Symmetry breaking in collective decision-making through higher-order interactions
David March-Pons, Romualdo Pastor-Satorras, M. Carmen Miguel
TL;DR
The paper tackles how higher-order interactions shape symmetry breaking in collective decisions between two equivalent options. It develops a simplicial-contagion model with autonomous adoption, analyzed via mean-field equations and simulated on random and empirical simplicial topologies, revealing when deadlock gives way to consensus. Key findings include continuous and discontinuous transitions, bistability, and tricritical points, with higher-order ($D=2$) recruitment enabling symmetry breaking that pairwise interactions alone cannot achieve. These results offer a framework for designing distributed decision protocols in artificial swarms and deepen understanding of social systems where group interactions are pivotal.
Abstract
Collective decision-making is a widespread phenomenon in both biological and artificial systems, where individuals reach a consensus through social interactions. While traditional models of opinion dynamics and contagion focus on pairwise interactions, recent research emphasizes the importance of including higher-order group interactions and autonomous behavior to better reflect real-world complexity. In this work, we introduce a collective decision-making model inspired by social insects. In our framework, uncommitted agents can explore options independently and become committed, while social interactions influence these agents to prefer options already accepted by the group.
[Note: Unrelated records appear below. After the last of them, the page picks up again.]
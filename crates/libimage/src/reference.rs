use std::fmt::{self, Display};
use std::path::PathBuf;

use once_cell::sync::Lazy;
use regex::Regex;

use crate::name::{DockerReference, NameError};

static OCI_IMAGE_NAME_RE: Lazy<Regex> = Lazy::new(|| {
    Regex::new(
        r"^([A-Za-z0-9]+(([-._:@+]|--)[A-Za-z0-9]+)*)(/([A-Za-z0-9]+(([-._:@+]|--)[A-Za-z0-9]+)*))*$",
    )
    .unwrap()
});

#[derive(Debug, Clone, Copy, PartialEq, Eq, Hash)]
pub enum Transport {
    Docker,
    Directory,
    OciLayout,
    DockerArchive,
    OciArchive,
}

impl Transport {
    pub const ALL: [Transport; 5] = [
        Transport::Docker,
        Transport::Directory,
        Transport::OciLayout,
        Transport::DockerArchive,
        Transport::OciArchive,
    ];

    pub fn name(&self) -> &'static str {
        match self {
            Transport::Docker => "docker",
            Transport::Directory => "dir",
            Transport::OciLayout => "oci",
            Transport::DockerArchive => "docker-archive",
            Transport::OciArchive => "oci-archive",
        }
    }

    pub fn from_name(name: &str) -> Option<Self> {
        Self::ALL.into_iter().find(|t| t.name() == name)
    }

    /// Whether pulling through this transport talks to a remote registry.
    pub fn is_registry(&self) -> bool {
        matches!(self, Transport::Docker)
    }
}

impl Display for Transport {
    fn fmt(&self, f: &mut fmt::Formatter<'_>) -> fmt::Result {
        f.write_str(self.name())
    }
}

/// Selects one image inside a docker-archive holding several.
#[derive(Debug, Clone, PartialEq, Eq)]
pub enum ArchiveSource {
    Named(DockerReference),
    Index(usize),
}

impl Display for ArchiveSource {
    fn fmt(&self, f: &mut fmt::Formatter<'_>) -> fmt::Result {
        match self {
            ArchiveSource::Named(reference) => write!(f, "{reference}"),
            ArchiveSource::Index(index) => write!(f, "@{index}"),
        }
    }
}

#[derive(Debug, Clone, PartialEq, Eq)]
pub enum ImageReference {
    Docker(DockerReference),
    Directory {
        path: PathBuf,
    },
    OciLayout {
        dir: PathBuf,
        image: String,
    },
    DockerArchive {
        path: PathBuf,
        source: Option<ArchiveSource>,
    },
    OciArchive {
        path: PathBuf,
        image: String,
    },
}

#[derive(Debug, thiserror::Error)]
pub enum ReferenceError {
    #[error("invalid image name {0:?}, expected colon-separated transport:reference")]
    MissingTransport(String),
    #[error("invalid image name {input:?}, unknown transport {transport:?}")]
    UnknownTransport { input: String, transport: String },
    #[error("docker: image reference {0:?} does not start with //")]
    MissingDoubleSlash(String),
    #[error("docker references with both a tag and digest are currently not supported: {0}")]
    TagAndDigest(String),
    #[error("invalid {transport} reference {input:?}")]
    InvalidName {
        transport: Transport,
        input: String,
        #[source]
        source: NameError,
    },
    #[error("{0}: path must not be empty")]
    EmptyPath(Transport),
    #[error("docker-archive doesn't support digest references: {0}")]
    ArchiveDigest(String),
    #[error("invalid source index {0:?} in docker-archive reference")]
    InvalidIndex(String),
    #[error("invalid image name {image:?} in {transport} reference")]
    InvalidImageName { transport: Transport, image: String },
}

type Result<T> = std::result::Result<T, ReferenceError>;

impl ImageReference {
    /// Parses a `transport:reference` string.
    pub fn parse(input: &str) -> Result<Self> {
        let (transport_name, within) = input
            .split_once(':')
            .ok_or_else(|| ReferenceError::MissingTransport(input.to_owned()))?;
        let transport =
            Transport::from_name(transport_name).ok_or_else(|| ReferenceError::UnknownTransport {
                input: input.to_owned(),
                transport: transport_name.to_owned(),
            })?;

        Self::parse_within_transport(transport, within)
    }

    pub fn parse_within_transport(transport: Transport, within: &str) -> Result<Self> {
        match transport {
            Transport::Docker => {
                let name = within
                    .strip_prefix("//")
                    .ok_or_else(|| ReferenceError::MissingDoubleSlash(within.to_owned()))?;
                let reference = parse_named(transport, name)?;
                if reference.tag().is_some() && reference.digest().is_some() {
                    return Err(ReferenceError::TagAndDigest(name.to_owned()));
                }
                Ok(ImageReference::Docker(reference.with_default_tag()))
            }
            Transport::Directory => Ok(ImageReference::Directory {
                path: non_empty_path(transport, within)?,
            }),
            Transport::OciLayout | Transport::OciArchive => {
                let (path, image) = within.split_once(':').unwrap_or((within, ""));
                let path = non_empty_path(transport, path)?;
                if !image.is_empty() && !OCI_IMAGE_NAME_RE.is_match(image) {
                    return Err(ReferenceError::InvalidImageName {
                        transport,
                        image: image.to_owned(),
                    });
                }
                let image = image.to_owned();
                if transport == Transport::OciLayout {
                    Ok(ImageReference::OciLayout { dir: path, image })
                } else {
                    Ok(ImageReference::OciArchive { path, image })
                }
            }
            Transport::DockerArchive => {
                let (path, source) = within.split_once(':').unwrap_or((within, ""));
                let path = non_empty_path(transport, path)?;
                let source = match source {
                    "" => None,
                    index if index.starts_with('@') => {
                        let parsed = index[1..]
                            .parse::<usize>()
                            .map_err(|_| ReferenceError::InvalidIndex(index.to_owned()))?;
                        Some(ArchiveSource::Index(parsed))
                    }
                    name => {
                        let reference = parse_named(transport, name)?;
                        if reference.digest().is_some() {
                            return Err(ReferenceError::ArchiveDigest(name.to_owned()));
                        }
                        Some(ArchiveSource::Named(reference.with_default_tag()))
                    }
                };
                Ok(ImageReference::DockerArchive { path, source })
            }
        }
    }

    pub fn transport(&self) -> Transport {
        match self {
            ImageReference::Docker(_) => Transport::Docker,
            ImageReference::Directory { .. } => Transport::Directory,
            ImageReference::OciLayout { .. } => Transport::OciLayout,
            ImageReference::DockerArchive { .. } => Transport::DockerArchive,
            ImageReference::OciArchive { .. } => Transport::OciArchive,
        }
    }

    pub fn string_within_transport(&self) -> String {
        match self {
            ImageReference::Docker(reference) => format!("//{reference}"),
            ImageReference::Directory { path } => path.display().to_string(),
            ImageReference::OciLayout { dir, image } => format!("{}:{image}", dir.display()),
            ImageReference::OciArchive { path, image } => format!("{}:{image}", path.display()),
            ImageReference::DockerArchive { path, source } => match source {
                Some(source) => format!("{}:{source}", path.display()),
                None => path.display().to_string(),
            },
        }
    }

    /// The registry-style name this reference carries, if any. Storage
    /// references for pulled images are derived from it when present.
    pub fn docker_reference(&self) -> Option<&DockerReference> {
        match self {
            ImageReference::Docker(reference) => Some(reference),
            ImageReference::DockerArchive {
                source: Some(ArchiveSource::Named(reference)),
                ..
            } => Some(reference),
            _ => None,
        }
    }
}

impl Display for ImageReference {
    fn fmt(&self, f: &mut fmt::Formatter<'_>) -> fmt::Result {
        write!(f, "{}:{}", self.transport(), self.string_within_transport())
    }
}

/// Returns the transport named by the prefix of `input`, if it names one.
pub fn transport_from_image_name(input: &str) -> Option<Transport> {
    input
        .split_once(':')
        .and_then(|(transport, _)| Transport::from_name(transport))
}

fn parse_named(transport: Transport, name: &str) -> Result<DockerReference> {
    DockerReference::parse_normalized(name).map_err(|source| ReferenceError::InvalidName {
        transport,
        input: name.to_owned(),
        source,
    })
}

fn non_empty_path(transport: Transport, path: &str) -> Result<PathBuf> {
    if path.is_empty() {
        return Err(ReferenceError::EmptyPath(transport));
    }
    Ok(PathBuf::from(path))
}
Our model extends classical contagion models by incorporating multiple, mutually exclusive options and distinguishing between pairwise and higher-order social influences. Using simulations and analytical mean-field solutions, we show that higher-order interactions are essential for breaking symmetry in systems with equally valid options. We find that pairwise communication alone can cause decision deadlock, but adding group interactions allows the system to overcome stalemates and reach consensus. Our results emphasize the important roles of autonomous behavior and higher-order structures in collective decision-making. These insights could help us better understand social systems and design decision protocols for artificial swarms.